Warnstreiks der Sicherheitskräfte haben den Flugverkehr an mehreren deutschen Flughäfen massiv behindert. Betroffen davon waren am Dienstagmorgen zehntausende Passagiere.
Weil am Dienstag Fracht und Passagiere nicht vorschriftsmässig kontrolliert werden konnten, mussten hunderte Flüge ausfallen, zehntausende Passagiere kamen nicht ans Ziel.
Es handelt sich um die dritte Warnstreikwelle der Gewerkschaft Verdi, die für die Luftsicherheitsassistenten einen bundesweit einheitlichen Stundenlohn von 20 Euro erstreiten will. Auch der Deutsche Beamtenbund (DBB) hat seine Mitglieder zu Arbeitsniederlegungen aufgerufen.
Begonnen hat der Warnstreiktag um Mitternacht an den Flughäfen Hamburg, Hannover und Bremen. Dort soll das Sicherheitspersonal den ganzen Dienstag nicht arbeiten. Seit 2 Uhr beteiligt sich auch das Sicherheitspersonal an Deutschlands grösstem Flughafen in Frankfurt/Main. "Der Flugverkehr ist massiv beeinträchtigt", sagte Verdi-Verhandlungsführer Benjamin Roscher in Frankfurt.

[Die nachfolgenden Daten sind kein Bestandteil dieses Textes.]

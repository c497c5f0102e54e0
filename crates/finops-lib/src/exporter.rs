//! Prometheus exposition of the current snapshot
//!
//! Every scrape builds a fresh registry from one snapshot, so exported values
//! always belong to a single generation and namespaces that disappear stop
//! being exported. Label names must match the alerting rules exactly:
//! `exported_namespace`, `resource_type` and `recommendation_type`.

use crate::models::InsightSnapshot;
use chrono::{DateTime, Utc};
use prometheus::{Encoder, Gauge, GaugeVec, Opts, Registry, TextEncoder};

pub const NAMESPACE_LABEL: &str = "exported_namespace";
pub const RESOURCE_LABEL: &str = "resource_type";
pub const RECOMMENDATION_LABEL: &str = "recommendation_type";

fn gauge_vec(registry: &Registry, name: &str, help: &str, labels: &[&str]) -> prometheus::Result<GaugeVec> {
    let gauge = GaugeVec::new(Opts::new(name, help), labels)?;
    registry.register(Box::new(gauge.clone()))?;
    Ok(gauge)
}

fn gauge(registry: &Registry, name: &str, help: &str) -> prometheus::Result<Gauge> {
    let gauge = Gauge::with_opts(Opts::new(name, help))?;
    registry.register(Box::new(gauge.clone()))?;
    Ok(gauge)
}

/// Registry holding the insight families of one snapshot
pub fn snapshot_registry(snapshot: &InsightSnapshot, now: DateTime<Utc>) -> prometheus::Result<Registry> {
    let registry = Registry::new();

    let efficiency = gauge_vec(
        &registry,
        "finops_efficiency_score",
        "Resource efficiency score (0-100, higher is better)",
        &[NAMESPACE_LABEL],
    )?;
    let waste = gauge_vec(
        &registry,
        "finops_resource_waste",
        "Requested but unused resources in percent",
        &[RESOURCE_LABEL, NAMESPACE_LABEL],
    )?;
    let utilization = gauge_vec(
        &registry,
        "finops_resource_utilization",
        "Used over requested resources",
        &[RESOURCE_LABEL, NAMESPACE_LABEL],
    )?;
    let anomaly = gauge_vec(
        &registry,
        "finops_anomaly_score",
        "Cost anomaly score (0-100, higher is more anomalous)",
        &[NAMESPACE_LABEL],
    )?;
    let savings = gauge_vec(
        &registry,
        "finops_optimization_savings",
        "Estimated monthly savings of open recommendations",
        &[RECOMMENDATION_LABEL, NAMESPACE_LABEL],
    )?;
    let pending = gauge_vec(
        &registry,
        "finops_recommendation_pending_seconds",
        "Seconds since a recommendation was first seen",
        &[RECOMMENDATION_LABEL, NAMESPACE_LABEL],
    )?;
    let forecast = gauge_vec(
        &registry,
        "finops_cost_forecast",
        "Projected monthly cost in 30 days",
        &[NAMESPACE_LABEL],
    )?;
    let generation = gauge(
        &registry,
        "finops_snapshot_generation",
        "Generation of the snapshot being served",
    )?;
    let timestamp = gauge(
        &registry,
        "finops_snapshot_timestamp_seconds",
        "Unix time the snapshot being served was generated",
    )?;
    let age = gauge(
        &registry,
        "finops_snapshot_age_seconds",
        "Seconds since the snapshot being served was generated",
    )?;

    for score in &snapshot.namespace_scores {
        let ns = score.namespace.as_str();
        if score.efficiency_score.is_finite() {
            efficiency.with_label_values(&[ns]).set(score.efficiency_score);
        }
        for (resource, value) in &score.waste_pct_by_resource {
            if value.is_finite() {
                waste.with_label_values(&[resource.as_str(), ns]).set(*value);
            }
        }
        for (resource, value) in &score.utilization_ratio_by_resource {
            if value.is_finite() {
                utilization
                    .with_label_values(&[resource.as_str(), ns])
                    .set(*value);
            }
        }
    }

    for result in &snapshot.anomalies {
        anomaly
            .with_label_values(&[result.namespace.as_str()])
            .set(result.anomaly_score);
    }

    for recommendation in &snapshot.recommendations {
        let labels = [
            recommendation.recommendation_type.as_str(),
            recommendation.namespace.as_str(),
        ];
        savings
            .with_label_values(&labels)
            .set(recommendation.estimated_monthly_savings);
        pending
            .with_label_values(&labels)
            .set(recommendation.pending_seconds as f64);
    }

    for projection in &snapshot.forecasts {
        forecast
            .with_label_values(&[projection.namespace.as_str()])
            .set(projection.forecasted_monthly_cost);
    }

    generation.set(snapshot.generation as f64);
    if let Some(generated_at) = snapshot.generated_at {
        timestamp.set(generated_at.timestamp() as f64);
    }
    if let Some(seconds) = snapshot.age_seconds(now) {
        age.set(seconds as f64);
    }

    Ok(registry)
}

/// Text exposition of the snapshot followed by the process-global service metrics
pub fn render(snapshot: &InsightSnapshot, now: DateTime<Utc>) -> prometheus::Result<String> {
    let registry = snapshot_registry(snapshot, now)?;
    let mut families = registry.gather();
    families.extend(prometheus::gather());

    let encoder = TextEncoder::new();
    let mut buffer = Vec::new();
    encoder.encode(&families, &mut buffer)?;
    Ok(String::from_utf8_lossy(&buffer).into_owned())
}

Rund die Hälfte der geplanten 1.200 An- und Abflüge wurden nach Angaben des Betreibers Fraport von den Fluggesellschaften gestrichen, viele weitere haben Verspätungen. Am Hamburger Flughafen fallen laut einer Sprecherin 202 der für Dienstag angesetzten 357 An- und Abflüge aus.
In Frankfurt streiken mehr als 1.000 Sicherheitsmitarbeiter
In Frankfurt werden laut DBB bis 20 Uhr weit mehr als 1.000 der rund 5000 Sicherheitsmitarbeiter in den Streik treten. Das sei eine "beeindruckende Antwort der Beschäftigten auf die Verweigerungshaltung der Arbeitgeber", erklärte DBB-Verhandlungsführer Volker Geyer. Bei regulärem Flugbetrieb wären an diesem Dienstag etwa 135.000 Passagiere am grössten deutschen Luftverkehrsdrehkreuz erwartet worden.
Hintergrund sind die bislang ergebnislosen Tarifverhandlungen zwischen dem Bundesverband der Luftsicherung (BDLS) sowie DBB und Verdi für rund 23.000 Beschäftigte der Flugsicherheit. Verdi sprach von einem Warnsignal an die Arbeitgeber, ein verhandlungsfähiges Angebot vorzulegen. "Wir hoffen, dass die Arbeitgeber endlich auf unsere Forderungen eingehen, die Signale der Belegschaften hören und merken, dass die Beschäftigten für ihre Forderungen eintreten und auch bereit sind, hier in den Streik zu treten", erklärte Verdi-Verhandlungsführer Roscher.
Am Flughafen München waren nur rund 150 Kontrolleure für das Flughafenpersonal und die Waren in den Warnstreik gegangen. Die Personenkontrolleure werden in Bayern nach dem Tarif des Öffentlichen Dienstes bezahlt, für den nicht verhandelt wird. Laut Flughafen fielen etwa 100 Flüge aus. Weitere Warnstreiks waren an den Flughäfen Dresden, Leipzig/Halle und Erfurt angekündigt.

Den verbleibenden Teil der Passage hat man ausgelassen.